Data handling
AISafe processes your source code, target URLs, and assessment results to deliver security testing.
What data AISafe processes
AISafe processes the following when you run an assessment:
- Source code: for code audits, the platform clones your repository into an isolated sandbox for analysis. The code stays for the duration of the assessment and its revision history.
- Target information: for pentests, the target URLs, authentication credentials, and HTTP traffic captures produced during testing.
- Findings and evidence: vulnerability descriptions, file locations, taint flows, proof-of-concept payloads, and suggested fixes.
- Reports: PDF deliverables.
- Organization metadata: member information, team structure, integration connections, API keys, and billing records.
How data is stored
- Source code archives: the platform stores them in encrypted object storage, scoped to your organization. Deleting the associated assessment removes its archives.
- Assessment and finding data: AISafe's database holds this data, scoped to your organization. The platform blocks cross-tenant access to prevent information leakage.

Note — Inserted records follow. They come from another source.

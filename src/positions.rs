//! Redeemable positions from the Polymarket Data API, grouped per condition.

use std::collections::HashMap;
use std::future::Future;
use std::time::Duration;

use alloy::primitives::{Address, B256, U256};
use anyhow::{Context, Result};
use async_trait::async_trait;
use log::{debug, warn};
use reqwest::Client;

use crate::models::DataApiPosition;
use crate::redeem::RedeemableItem;
use crate::shares::shares_to_raw;

pub const DATA_API_URL: &str = "https://data-api.polymarket.com";
const PAGE_SIZE: usize = 500;
const MAX_PAGES: usize = 20;

/// Supplies redeemable items for a token holder. Implementations only return
/// positions whose market is resolved.
#[async_trait]
pub trait PositionSource: Send + Sync {
    async fn redeemable_items(&self, holder: Address) -> Result<Vec<RedeemableItem>>;
}

pub struct DataApiPositions {
    client: Client,
    base_url: String,
}

impl DataApiPositions {
    pub fn new(base_url: impl Into<String>) -> Result<Self> {
        let client = Client::builder()
            .timeout(Duration::from_secs(10))
            .build()
            .context("Failed to create HTTP client")?;
        Ok(Self {
            client,
            base_url: base_url.into().trim_end_matches('/').to_string(),
        })
    }

    pub async fn fetch_redeemable(&self, holder: Address) -> Result<Vec<DataApiPosition>> {
        let user = holder.to_string();
        collect_pages(PAGE_SIZE, MAX_PAGES, |offset| self.fetch_page(&user, offset)).await
    }

    async fn fetch_page(&self, user: &str, offset: usize) -> Result<Vec<DataApiPosition>> {
        let url = format!("{}/positions", self.base_url);
        let limit = PAGE_SIZE.to_string();
        let offset = offset.to_string();
        let response = self
            .client
            .get(&url)
            .query(&[
                ("user", user),
                ("redeemable", "true"),
                ("limit", limit.as_str()),
                ("offset", offset.as_str()),
            ])
            .send()
            .await
            .context("Failed to fetch redeemable positions")?;
        if !response.status().is_success() {
            anyhow::bail!("Data API returned {} for redeemable positions", response.status());
        }
        response
            .json::<Vec<DataApiPosition>>()
            .await
            .context("Failed to parse Data API positions")
    }
}

/// Requests pages at increasing offsets until one comes back short. Stops at
/// `max_pages` with a warning; the rest is picked up after earlier items are
/// redeemed.
async fn collect_pages<T, F, Fut>(page_size: usize, max_pages: usize, mut fetch_page: F) -> Result<Vec<T>>
where
    F: FnMut(usize) -> Fut,
    Fut: Future<Output = Result<Vec<T>>>,
{
    let mut rows = Vec::new();
    for page in 0..max_pages {
        let batch = fetch_page(page * page_size).await?;
        let done = batch.len() < page_size;
        rows.extend(batch);
        if done {
            return Ok(rows);
        }
    }
    warn!(
        "Data API still had redeemable positions after {} rows, the remainder waits for a later run",
        rows.len()
    );
    Ok(rows)
}

#[async_trait]
impl PositionSource for DataApiPositions {
    async fn redeemable_items(&self, holder: Address) -> Result<Vec<RedeemableItem>> {
        let positions = self.fetch_redeemable(holder).await?;
        Ok(group_positions(&positions))
    }
}

/// Accepts hex with or without `0x`; short values are left-padded to 32 bytes.
pub fn parse_condition_id(raw: &str) -> Option<B256> {
    let raw = raw.trim();
    let hex = raw.strip_prefix("0x").unwrap_or(raw);
    if hex.is_empty() || hex.len() > 64 || !hex.chars().all(|c| c.is_ascii_hexdigit()) {
        return None;
    }
    format!("0x{:0>64}", hex).parse().ok()
}

fn parse_token_id(raw: Option<&str>) -> Option<U256> {
    let raw = raw?.trim();
    if raw.is_empty() {
        return None;
    }
    raw.parse().ok()
}

/// Folds per-outcome rows into one item per condition, in first-seen order.
///
/// A row fills its own outcome slot from `asset` and `size`, and the other
/// slot's token id from `oppositeAsset` unless a row for that side already
/// set it. Rows that are not redeemable, hold nothing, or carry an unusable
/// condition id are dropped.
pub fn group_positions(positions: &[DataApiPosition]) -> Vec<RedeemableItem> {
    let mut order: Vec<B256> = Vec::new();
    let mut items: HashMap<B256, RedeemableItem> = HashMap::new();

    for position in positions {
        if !position.redeemable || position.size.is_sign_negative() || position.size.is_zero() {
            continue;
        }
        let Some(condition_id) = position.condition_id.as_deref().and_then(parse_condition_id) else {
            debug!("Skipping redeemable position without a usable conditionId: {:?}", position.condition_id);
            continue;
        };

        let slot = match position.outcome_index {
            Some(1) => 1,
            Some(0) | None => 0,
            Some(other) => {
                debug!("Condition {} has unexpected outcomeIndex {}, using 0", condition_id, other);
                0
            }
        };

        let item = items.entry(condition_id).or_insert_with(|| {
            order.push(condition_id);
            RedeemableItem::new(condition_id, [None, None], position.negative_risk)
        });

        item.neg_risk |= position.negative_risk;
        item.hinted_amounts[slot] = shares_to_raw(position.size);
        if let Some(token_id) = parse_token_id(position.asset.as_deref()) {
            item.token_ids[slot] = Some(token_id);
        }
        if let Some(opposite) = parse_token_id(position.opposite_asset.as_deref()) {
            item.token_ids[1 - slot].get_or_insert(opposite);
        }
        if item.title.is_none() {
            item.title = position.title.clone();
        }
    }

    order
        .into_iter()
        .filter_map(|condition_id| items.remove(&condition_id))
        .collect()
}
//! ERC1155 operator approval for the redemption contract.
//!
//! Approval is granted once per (holder, operator) pair and stays valid, so
//! the guard is a single read in the common case.

use alloy::primitives::{Address, B256};
use log::info;

use crate::chain::{ChainReadError, ChainReader, ChainWriteError, ChainWriter};
use crate::contracts::ContractAddresses;
use crate::wallet::ResolvedAddress;

#[derive(Debug, Clone, PartialEq, Eq, thiserror::Error)]
pub enum ApprovalError {
    #[error("approval check failed: {0}")]
    Read(#[from] ChainReadError),
    #[error("approval submission failed: {0}")]
    Submit(#[from] ChainWriteError),
    #[error("approval transaction {tx_hash} reverted")]
    Reverted { tx_hash: B256 },
}

#[derive(Debug, Clone, Copy, PartialEq, Eq)]
pub enum ApprovalStatus {
    AlreadyApproved,
    Granted { tx_hash: B256 },
}

pub struct ApprovalGuard<'a> {
    contracts: &'a ContractAddresses,
}

impl<'a> ApprovalGuard<'a> {
    pub fn new(contracts: &'a ContractAddresses) -> Self {
        Self { contracts }
    }

    /// Make sure `resolved.address` has approved `operator` on the
    /// ConditionalTokens contract, sending `setApprovalForAll` with the
    /// resolved call strategy if it has not.
    pub async fn ensure_approved(
        &self,
        resolved: &ResolvedAddress,
        operator: Address,
        reader: &dyn ChainReader,
        writer: &dyn ChainWriter,
    ) -> Result<ApprovalStatus, ApprovalError> {
        if reader.is_approved_for_all(resolved.address, operator).await? {
            info!("{} already approved operator {}", resolved.address, operator);
            return Ok(ApprovalStatus::AlreadyApproved);
        }

        info!(
            "{} has not approved operator {}, sending setApprovalForAll ({:?})",
            resolved.address, operator, resolved.call_strategy
        );

        let call = self.contracts.approval_call(operator);
        let receipt = writer.submit(call, resolved).await?;
        if !receipt.success {
            return Err(ApprovalError::Reverted {
                tx_hash: receipt.tx_hash,
            });
        }

        info!("Approval confirmed: {}", receipt.tx_hash);
        Ok(ApprovalStatus::Granted {
            tx_hash: receipt.tx_hash,
        })
    }
}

- Credentials and secrets: API keys and integration tokens use encryption at rest. Source access tokens (GitHub/GitLab installation tokens) expire within a short window and do not touch disk.

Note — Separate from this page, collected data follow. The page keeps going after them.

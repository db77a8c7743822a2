//! Chain collaborators the redemption core is written against.
//!
//! [`ChainReader`] answers balance and approval queries, [`ChainWriter`] signs,
//! submits and waits for transactions. Both are injected so the core never
//! touches RPC endpoints or keys directly.

use alloy::primitives::{Address, Bytes, B256, U256};
use async_trait::async_trait;

use crate::wallet::ResolvedAddress;

#[cfg(test)]
pub(crate) mod mock;
pub mod rpc;

/// Raw ERC1155 amount (6 decimals).
pub type Amount = U256;
/// ERC1155 position id.
pub type TokenId = U256;

#[derive(Debug, Clone, PartialEq, Eq, thiserror::Error)]
pub enum ChainReadError {
    #[error("{method} failed: {reason}")]
    Rpc { method: &'static str, reason: String },
    #[error("no RPC URLs configured")]
    NoEndpoints,
}

#[derive(Debug, Clone, PartialEq, Eq, thiserror::Error)]
pub enum ChainWriteError {
    #[error("connect to {endpoint} failed: {reason}")]
    Connect { endpoint: String, reason: String },
    #[error("send failed: {0}")]
    Send(String),
    #[error("transaction {tx_hash} sent but receipt unavailable: {reason}")]
    Receipt { tx_hash: B256, reason: String },
    #[error("signing failed: {0}")]
    Signing(String),
    #[error("relay setup failed: {0}")]
    Relay(String),
    #[error("signer {actual} cannot sign for wallet signer {expected}")]
    WrongSigner { expected: Address, actual: Address },
    #[error("no RPC URLs configured")]
    NoEndpoints,
}

/// A contract call before signing and before any relay envelope is applied.
#[derive(Debug, Clone, PartialEq, Eq)]
pub struct UnsignedCall {
    pub to: Address,
    pub data: Bytes,
    /// Human-readable name for logs. Calldata itself is never logged.
    pub label: &'static str,
}

impl UnsignedCall {
    pub fn new(to: Address, data: impl Into<Bytes>, label: &'static str) -> Self {
        Self {
            to,
            data: data.into(),
            label,
        }
    }
}

/// Receipt of a mined transaction.
#[derive(Debug, Clone, Copy, PartialEq, Eq)]
pub struct TxReceipt {
    pub tx_hash: B256,
    /// False when the transaction, or the call a relay executed, reverted.
    pub success: bool,
    pub block_number: Option<u64>,
}

#[async_trait]
pub trait ChainReader: Send + Sync {
    async fn balance_of(&self, owner: Address, token_id: TokenId) -> Result<Amount, ChainReadError>;

    async fn is_approved_for_all(&self, owner: Address, operator: Address) -> Result<bool, ChainReadError>;
}

#[async_trait]
pub trait ChainWriter: Send + Sync {
    /// Sign and submit `call` as `route` dictates, then block until mined.
    ///
    /// `Direct` sends the call from the signer. `Relayed` wraps it in the
    /// envelope named by `route.relay` and sends that from the signer instead.
    async fn submit(&self, call: UnsignedCall, route: &ResolvedAddress) -> Result<TxReceipt, ChainWriteError>;
}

- HTTP traffic captures: the platform stores pentest traffic (request/response pairs) as artifacts linked to the assessment.
Who can access your data
Organization membership and roles govern access to your data:
- Organization members: can access assessments, findings, and reports within their organization, subject to their role permissions.

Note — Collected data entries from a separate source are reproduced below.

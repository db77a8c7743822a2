use std::collections::HashMap;
use std::io::Write;
use std::sync::atomic::{AtomicBool, Ordering};
use std::sync::Arc;

use alloy::primitives::Address;
use anyhow::{Context, Result};
use clap::Parser;
use log::{error, warn};

use polyredeem::batch::BatchRedemptionCoordinator;
use polyredeem::chain::rpc::{RpcChainReader, RpcChainWriter};
use polyredeem::chain::{ChainReader, ChainWriter};
use polyredeem::config::{Args, Config, WalletConfig};
use polyredeem::monitor::{AutoRedeemMonitor, MonitoredWallet};
use polyredeem::positions::{parse_condition_id, DataApiPositions, PositionSource};
use polyredeem::redeem::{live_amounts, RedemptionExecutor};
use polyredeem::shares::format_amounts;
use polyredeem::wallet::{resolve, ConfigurationError, SignatureKind, WalletDescriptor};

#[tokio::main]
async fn main() -> Result<()> {
    env_logger::Builder::from_default_env()
        .filter_level(log::LevelFilter::Info)
        .format(|buf, record| writeln!(buf, "{}", record.args()))
        .init();

    let args = Args::parse();
    let config = Config::load(&args.config)?;

    eprintln!("----------------------------------------------------");
    eprintln!("polyredeem: Polymarket winning-position redemption");
    eprintln!("   Config: {}", args.config.display());
    eprintln!("----------------------------------------------------");

    let selected = config.select_wallets(&args.wallet);
    if selected.is_empty() {
        if config.wallets.is_empty() {
            anyhow::bail!("No wallets configured. Add at least one entry to \"wallets\" in {}", args.config.display());
        }
        anyhow::bail!("No configured wallet matches {:?}", args.wallet);
    }

    let reader = Arc::new(RpcChainReader::new(&config.polymarket.rpc_urls, config.contracts.clone()));
    let positions: Arc<dyn PositionSource> = Arc::new(DataApiPositions::new(config.polymarket.data_api_url.clone())?);

    if args.redeem {
        let dry_run = args.dry_run;
        let wallets = prepare_wallets(&config, &selected, &reader, dry_run).await;
        return run_redeem_only(&config, wallets, positions.as_ref(), args.condition_id.as_deref(), dry_run).await;
    }

    if args.monitor || config.auto_redeem.enabled {
        let mut settings = config.auto_redeem.clone();
        settings.dry_run |= args.dry_run;
        let wallets = prepare_wallets(&config, &selected, &reader, settings.dry_run).await;
        let monitor = Arc::new(AutoRedeemMonitor::new(settings, config.contracts.clone(), positions));
        return monitor.run(wallets).await;
    }

    eprintln!("Nothing to do. Pass --redeem for a one-off run or --monitor to keep redeeming.");
    Ok(())
}

/// Builds descriptors and signers for each wallet. Wallets that cannot be set
/// up are logged and left out so the others still run. Wallets with the same
/// signing address share one writer, and with it one nonce lock.
async fn prepare_wallets(
    config: &Config,
    selected: &[&WalletConfig],
    reader: &Arc<RpcChainReader>,
    dry_run: bool,
) -> Vec<MonitoredWallet> {
    let mut writers: HashMap<Address, Arc<RpcChainWriter>> = HashMap::new();
    let mut wallets = Vec::new();
    for wallet in selected {
        match prepare_wallet(config, wallet, reader, dry_run, &mut writers).await {
            Ok(prepared) => wallets.push(prepared),
            Err(e) => error!("Skipping wallet '{}': {:#}", wallet.name, e),
        }
    }
    wallets
}

async fn prepare_wallet(
    config: &Config,
    wallet: &WalletConfig,
    reader: &Arc<RpcChainReader>,
    dry_run: bool,
    writers: &mut HashMap<Address, Arc<RpcChainWriter>>,
) -> Result<MonitoredWallet> {
    let kind = wallet.signature_kind()?;
    let owner = wallet.signing_address()?;

    // Proxy-factory calls always land on the signer's derived proxy, so the
    // configured address has to be that proxy.
    let derived = if wallet.needs_proxy_lookup() || kind == SignatureKind::PolyProxy {
        reader
            .lookup_proxy_address(kind, owner)
            .await
            .with_context(|| format!("looking up {} address for {}", kind, owner))?
    } else {
        None
    };
    if wallet.needs_proxy_lookup() {
        if let Some(proxy) = derived {
            eprintln!("Wallet '{}': using on-chain {} address {}", wallet.name, kind, proxy);
        }
    }

    let descriptor = wallet.descriptor(derived)?;
    wallet.verify_derived_proxy(&descriptor, derived)?;
    let resolved = resolve(&descriptor)?;
    eprintln!(
        "Wallet '{}': holder {} ({:?}, signer {})",
        descriptor.name, resolved.address, resolved.call_strategy, descriptor.signing_address
    );

    let writer: Option<Arc<dyn ChainWriter>> = if dry_run {
        None
    } else if let Some(shared) = writers.get(&descriptor.signing_address) {
        eprintln!("Wallet '{}': sharing signer {} with another wallet", descriptor.name, descriptor.signing_address);
        Some(Arc::clone(shared) as Arc<dyn ChainWriter>)
    } else {
        let built = Arc::new(build_writer(config, wallet, &descriptor)?);
        writers.insert(descriptor.signing_address, Arc::clone(&built));
        Some(built as Arc<dyn ChainWriter>)
    };

    Ok(MonitoredWallet {
        descriptor,
        reader: Arc::clone(reader) as Arc<dyn ChainReader>,
        writer,
    })
}

fn build_writer(config: &Config, wallet: &WalletConfig, descriptor: &WalletDescriptor) -> Result<RpcChainWriter> {
    let key = wallet.private_key()?;
    let writer = RpcChainWriter::new(
        &key,
        config.polymarket.rpc_urls.clone(),
        &config.contracts,
        config.polymarket.receipt_timeout(),
    )
    .with_context(|| format!("wallet '{}': failed to create signer", wallet.name))?;

    if writer.signer_address() != descriptor.signing_address {
        return Err(ConfigurationError::SignerMismatch {
            wallet: wallet.name.clone(),
            signer: writer.signer_address(),
            configured: descriptor.signing_address,
        }
        .into());
    }
    Ok(writer)
}

async fn run_redeem_only(
    config: &Config,
    wallets: Vec<MonitoredWallet>,
    positions: &dyn PositionSource,
    condition_id: Option<&str>,
    dry_run: bool,
) -> Result<()> {
    let only = match condition_id {
        Some(raw) => Some(parse_condition_id(raw).with_context(|| format!("Invalid --condition-id: {}", raw))?),
        None => None,
    };

    let cancel = Arc::new(AtomicBool::new(false));
    {
        let cancel = Arc::clone(&cancel);
        tokio::spawn(async move {
            if tokio::signal::ctrl_c().await.is_ok() {
                warn!("Interrupted, finishing the current redemption and stopping");
                cancel.store(true, Ordering::SeqCst);
            }
        });
    }

    let coordinator = BatchRedemptionCoordinator::new(RedemptionExecutor::new(config.contracts.clone()))
        .with_cancel_flag(Arc::clone(&cancel));
    let operator = config.contracts.operator();

    let mut ok_count = 0usize;
    let mut fail_count = 0usize;
    for wallet in &wallets {
        if cancel.load(Ordering::SeqCst) {
            break;
        }
        let resolved = resolve(&wallet.descriptor)?;
        eprintln!("\n=== Wallet '{}' ({}) ===", wallet.descriptor.name, resolved.address);

        let mut items = match positions.redeemable_items(resolved.address).await {
            Ok(items) => items,
            Err(e) => {
                eprintln!("Failed to fetch redeemable positions: {:#} (skipping wallet)", e);
                fail_count += 1;
                continue;
            }
        };
        if let Some(cid) = only {
            items.retain(|item| item.condition_id == cid);
            if items.is_empty() {
                eprintln!("Condition {} is not redeemable for this wallet.", cid);
                continue;
            }
        }
        if items.is_empty() {
            eprintln!("No redeemable positions found.");
            continue;
        }
        eprintln!("Found {} condition(s) to redeem.", items.len());

        if dry_run {
            for item in &items {
                match live_amounts(&resolved, item, wallet.reader.as_ref()).await {
                    Ok(amounts) => eprintln!("[dry-run] {} amounts={}", item.label(), format_amounts(&amounts)),
                    Err(e) => eprintln!("[dry-run] {}: balance read failed: {}", item.label(), e),
                }
            }
            continue;
        }

        let Some(writer) = wallet.writer.as_ref() else {
            eprintln!("No signer for this wallet (skipping)");
            fail_count += items.len();
            continue;
        };

        let report = coordinator
            .redeem_all(&wallet.descriptor, &items, operator, wallet.reader.as_ref(), writer.as_ref())
            .await;
        for outcome in &report.outcomes {
            match (&outcome.tx_hash, &outcome.error_message) {
                (Some(tx), _) => eprintln!("Success: {} amounts={} tx={}", outcome.condition_id, format_amounts(&outcome.amounts), tx),
                (None, Some(msg)) => eprintln!("Failed to redeem {}: {} (skipping)", outcome.condition_id, msg),
                (None, None) => eprintln!("Failed to redeem {}", outcome.condition_id),
            }
        }
        if report.skipped > 0 {
            eprintln!("Skipped {} item(s) after interrupt.", report.skipped);
        }
        eprintln!("Wallet '{}': {}", wallet.descriptor.name, report.status);
        ok_count += report.successful_count;
        fail_count += report.failed_count;
    }

    eprintln!("\nRedeem complete. Succeeded: {}, Failed: {}", ok_count, fail_count);
    Ok(())
}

- AISafe staff: do not have routine access to your source code or findings. Staff access is limited to support and incident response, and the platform audits all access.
- No cross-tenant access: AISafe returns 404 when a caller tries to access a resource belonging to another organization, preventing information leakage about other tenants.
Data retention
- Assessments and findings: the platform retains them for the lifetime of your organization. You can delete assessments and findings at any time.
- Source code archives: the platform retains them as long as the assessment exists. Deleting an assessment removes its source archives.
- Reports: the platform retains them as artifacts linked to the assessment.
- Account data: the platform retains it while your account is active. You can request data deletion by contacting support.
LLM processing
AISafe uses third-party LLM providers to power the AI agents. The platform sends your source code and target information to the LLM provider as part of the reasoning process. AISafe does not use your data to train models. Refer to your LLM provider's data processing terms for details on their handling of inference inputs. See the sub-processors table below for the categories of providers involved.
Data subject rights
If you need to exercise data subject rights under GDPR, CCPA, or similar regulations, including data deletion, data export, or data portability, contact AISafe support. Organization owners can also delete assessments and findings from the dashboard at any time, which removes the associated source archives, artifacts, and reports.
Sub-processors
AISafe relies on the following categories of sub-processors to deliver the service:
| Category | Purpose | Examples |
|---|---|---|
| Cloud infrastructure | Compute, storage, networking | Major cloud providers |
| LLM providers | AI agent reasoning | Anthropic |
| Source code hosting | Repository access (your choice) | GitHub, GitLab |
| Issue tracking | Finding export (your choice) | Jira, Linear, GitHub Issues |
| Notifications | Slack/Teams notifications | Slack, Microsoft Teams |
| Email delivery | Transactional email | Resend |
| Billing | Subscription and credit purchases | Polar |
Request the current sub-processor list with specific providers from support. AISafe commits to notifying customers before adding a new sub-processor that processes customer data.